==== The data
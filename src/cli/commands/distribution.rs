use crate::cli::parser::Commands;
use crate::config::Config;
use crate::core::redistribute::RedistributeLogic;
use crate::core::restore::RestoreLogic;
use crate::core::sweep::{SweepLogic, next_boundary};
use crate::db::pool::DbPool;
use crate::errors::AppResult;
use crate::models::outcome::SweepReport;
use crate::ui::messages::{header, info, outcome, success, warning};
use crate::utils::clock::Clock;

fn print_sweep(report: &SweepReport) {
    info(format!(
        "Hour {:02}:00: {} scheduled entries, {} absent employee(s)",
        report.hour,
        report.scheduled_entries,
        report.absent_employees.len()
    ));
    if report.redistributed > 0 {
        success(format!(
            "Redistributed the workload of {} employee(s): {}",
            report.redistributed,
            report
                .absent_employees
                .iter()
                .filter(|e| !report.failed.iter().any(|(f, _)| f == *e))
                .cloned()
                .collect::<Vec<_>>()
                .join(", ")
        ));
    }
    for (employee, reason) in &report.failed {
        warning(format!("{}: {}", employee, reason));
    }
}

pub fn handle(cmd: &Commands, cfg: &Config, clock: &dyn Clock) -> AppResult<()> {
    let mut pool = DbPool::new(&cfg.database, cfg.busy_timeout_ms)?;

    match cmd {
        Commands::Redistribute { employee } => {
            let out = RedistributeLogic::apply(&mut pool, clock, employee)?;
            outcome(out.success, &out.message);
        }

        Commands::Restore { employee } => {
            let out = RestoreLogic::apply(&mut pool, clock, employee)?;
            outcome(out.success, &out.message);
        }

        Commands::Sweep => {
            let report = SweepLogic::manual(&mut pool, clock)?;
            print_sweep(&report);
            success("Manual redistribution completed.");
        }

        Commands::Watch { passes } => {
            let mut done = 0usize;
            loop {
                header(format!("Sweep at {}", clock.now().format("%Y-%m-%d %H:%M")));
                match SweepLogic::run(&mut pool, clock) {
                    Ok(report) => print_sweep(&report),
                    Err(e) => warning(format!("Sweep failed: {}", e)),
                }

                done += 1;
                if passes.is_some_and(|max| done >= max) {
                    break;
                }

                let now = clock.now();
                let next = next_boundary(now, cfg.sweep_interval_minutes);
                info(format!("Next sweep at {}", next.format("%H:%M")));
                let wait = (next - now).to_std().unwrap_or_default();
                std::thread::sleep(wait);
            }
        }

        _ => {}
    }

    Ok(())
}
//! Realtime assignment ledgers.
//!
//! Rows are only ever inserted or deactivated. For a given
//! `(entity, hour_slot)` at most one row is active; [`activate`] keeps that
//! true by deactivating whatever holds the slot before inserting, so callers
//! must go through it (inside a transaction) rather than [`insert_assignment`].

use crate::models::assignment::{AssignmentKind, NewAssignment, RealtimeAssignment};
use crate::errors::AppResult;
use crate::utils::date::format_datetime;
use chrono::NaiveDateTime;
use rusqlite::{Connection, Result, Row, params};

fn map_assignment(kind: AssignmentKind) -> impl Fn(&Row) -> Result<RealtimeAssignment> {
    move |row| {
        Ok(RealtimeAssignment {
            id: row.get("id")?,
            kind,
            entity_id: row.get(kind.entity_column())?,
            employee_id: row.get("employee_id")?,
            hour_slot: row.get("hour_slot")?,
            is_active: row.get::<_, i32>("is_active")? == 1,
            reassigned_from: row.get("reassigned_from")?,
            is_temporary: row.get::<_, i32>("is_temporary")? == 1,
            created_at: row.get("created_at")?,
            deactivated_at: row.get("deactivated_at")?,
        })
    }
}

fn collect(
    conn: &Connection,
    kind: AssignmentKind,
    sql: &str,
    args: &[&dyn rusqlite::ToSql],
) -> AppResult<Vec<RealtimeAssignment>> {
    let mut stmt = conn.prepare(sql)?;
    let rows = stmt.query_map(args, map_assignment(kind))?;

    let mut out = Vec::new();
    for r in rows {
        out.push(r?);
    }
    Ok(out)
}

/// Deactivate the active rows an employee owns in one hour slot.
pub fn deactivate_owned(
    conn: &Connection,
    kind: AssignmentKind,
    employee_id: &str,
    hour_slot: u32,
    at: &NaiveDateTime,
) -> AppResult<usize> {
    let sql = format!(
        "UPDATE {} SET is_active = 0, deactivated_at = ?1
         WHERE employee_id = ?2 AND hour_slot = ?3 AND is_active = 1",
        kind.table()
    );
    let n = conn.execute(&sql, params![format_datetime(at), employee_id, hour_slot])?;
    Ok(n)
}

/// Deactivate the active temporary rows created on behalf of `employee_id`,
/// whatever their hour slot.
pub fn deactivate_temporary_from(
    conn: &Connection,
    kind: AssignmentKind,
    employee_id: &str,
    at: &NaiveDateTime,
) -> AppResult<usize> {
    let sql = format!(
        "UPDATE {} SET is_active = 0, deactivated_at = ?1
         WHERE reassigned_from = ?2 AND is_temporary = 1 AND is_active = 1",
        kind.table()
    );
    let n = conn.execute(&sql, params![format_datetime(at), employee_id])?;
    Ok(n)
}

/// Deactivate whatever currently holds `(entity, hour_slot)`.
pub fn deactivate_slot(
    conn: &Connection,
    kind: AssignmentKind,
    entity_id: &str,
    hour_slot: u32,
    at: &NaiveDateTime,
) -> AppResult<usize> {
    let sql = format!(
        "UPDATE {} SET is_active = 0, deactivated_at = ?1
         WHERE {} = ?2 AND hour_slot = ?3 AND is_active = 1",
        kind.table(),
        kind.entity_column()
    );
    let n = conn.execute(&sql, params![format_datetime(at), entity_id, hour_slot])?;
    Ok(n)
}

pub fn insert_assignment(
    conn: &Connection,
    a: &NewAssignment<'_>,
    at: &NaiveDateTime,
) -> AppResult<i64> {
    let sql = format!(
        "INSERT INTO {} ({}, employee_id, hour_slot, is_active, reassigned_from, is_temporary, created_at)
         VALUES (?1, ?2, ?3, 1, ?4, ?5, ?6)",
        a.kind.table(),
        a.kind.entity_column()
    );
    conn.execute(
        &sql,
        params![
            a.entity_id,
            a.employee_id,
            a.hour_slot,
            a.reassigned_from,
            if a.is_temporary { 1 } else { 0 },
            format_datetime(at),
        ],
    )?;
    Ok(conn.last_insert_rowid())
}

/// Make `a` the single live row for its slot: deactivate, then insert.
pub fn activate(conn: &Connection, a: &NewAssignment<'_>, at: &NaiveDateTime) -> AppResult<i64> {
    deactivate_slot(conn, a.kind, a.entity_id, a.hour_slot, at)?;
    insert_assignment(conn, a, at)
}

pub fn active_for_slot(
    conn: &Connection,
    kind: AssignmentKind,
    entity_id: &str,
    hour_slot: u32,
) -> AppResult<Vec<RealtimeAssignment>> {
    let sql = format!(
        "SELECT * FROM {} WHERE {} = ?1 AND hour_slot = ?2 AND is_active = 1 ORDER BY id ASC",
        kind.table(),
        kind.entity_column()
    );
    collect(conn, kind, &sql, &[&entity_id, &hour_slot])
}

/// Active rows owned by an employee, optionally restricted to one slot.
pub fn active_for_employee(
    conn: &Connection,
    kind: AssignmentKind,
    employee_id: &str,
    hour_slot: Option<u32>,
) -> AppResult<Vec<RealtimeAssignment>> {
    match hour_slot {
        Some(h) => {
            let sql = format!(
                "SELECT * FROM {} WHERE employee_id = ?1 AND hour_slot = ?2 AND is_active = 1
                 ORDER BY id ASC",
                kind.table()
            );
            collect(conn, kind, &sql, &[&employee_id, &h])
        }
        None => {
            let sql = format!(
                "SELECT * FROM {} WHERE employee_id = ?1 AND is_active = 1 ORDER BY id ASC",
                kind.table()
            );
            collect(conn, kind, &sql, &[&employee_id])
        }
    }
}

/// Every row, live or not, oldest first.
pub fn history(
    conn: &Connection,
    kind: AssignmentKind,
    hour_slot: Option<u32>,
) -> AppResult<Vec<RealtimeAssignment>> {
    match hour_slot {
        Some(h) => {
            let sql = format!(
                "SELECT * FROM {} WHERE hour_slot = ?1 ORDER BY id ASC",
                kind.table()
            );
            collect(conn, kind, &sql, &[&h])
        }
        None => {
            let sql = format!("SELECT * FROM {} ORDER BY id ASC", kind.table());
            collect(conn, kind, &sql, &[])
        }
    }
}

/// `(entity, hour_slot)` pairs holding more than one active row.
/// Empty whenever the ledger is consistent.
pub fn exclusivity_violations(
    conn: &Connection,
    kind: AssignmentKind,
) -> AppResult<Vec<(String, u32, i64)>> {
    let sql = format!(
        "SELECT {col}, hour_slot, COUNT(*) FROM {table}
         WHERE is_active = 1
         GROUP BY {col}, hour_slot
         HAVING COUNT(*) > 1",
        col = kind.entity_column(),
        table = kind.table()
    );
    let mut stmt = conn.prepare(&sql)?;
    let rows = stmt.query_map([], |row| Ok((row.get(0)?, row.get(1)?, row.get(2)?)))?;

    let mut out = Vec::new();
    for r in rows {
        out.push(r?);
    }
    Ok(out)
}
========
> [What the task asks] Within the material above, the line with "match SweepLogic::run(&mut pool, clock)" opens the range and the line with "let wait = (next" closes it; reproduce that range word for word.

> [Solution]
                match SweepLogic::run(&mut pool, clock) {
                    Ok(report) => print_sweep(&report),
                    Err(e) => warning(format!("Sweep failed: {}", e)),
                }

                done += 1;
                if passes.is_some_and(|max| done >= max) {
                    break;
                }

                let now = clock.now();
                let next = next_boundary(now, cfg.sweep_interval_minutes);
                info(format!("Next sweep at {}", next.format("%H:%M")));
                let wait = (next - now).to_std().unwrap_or_default();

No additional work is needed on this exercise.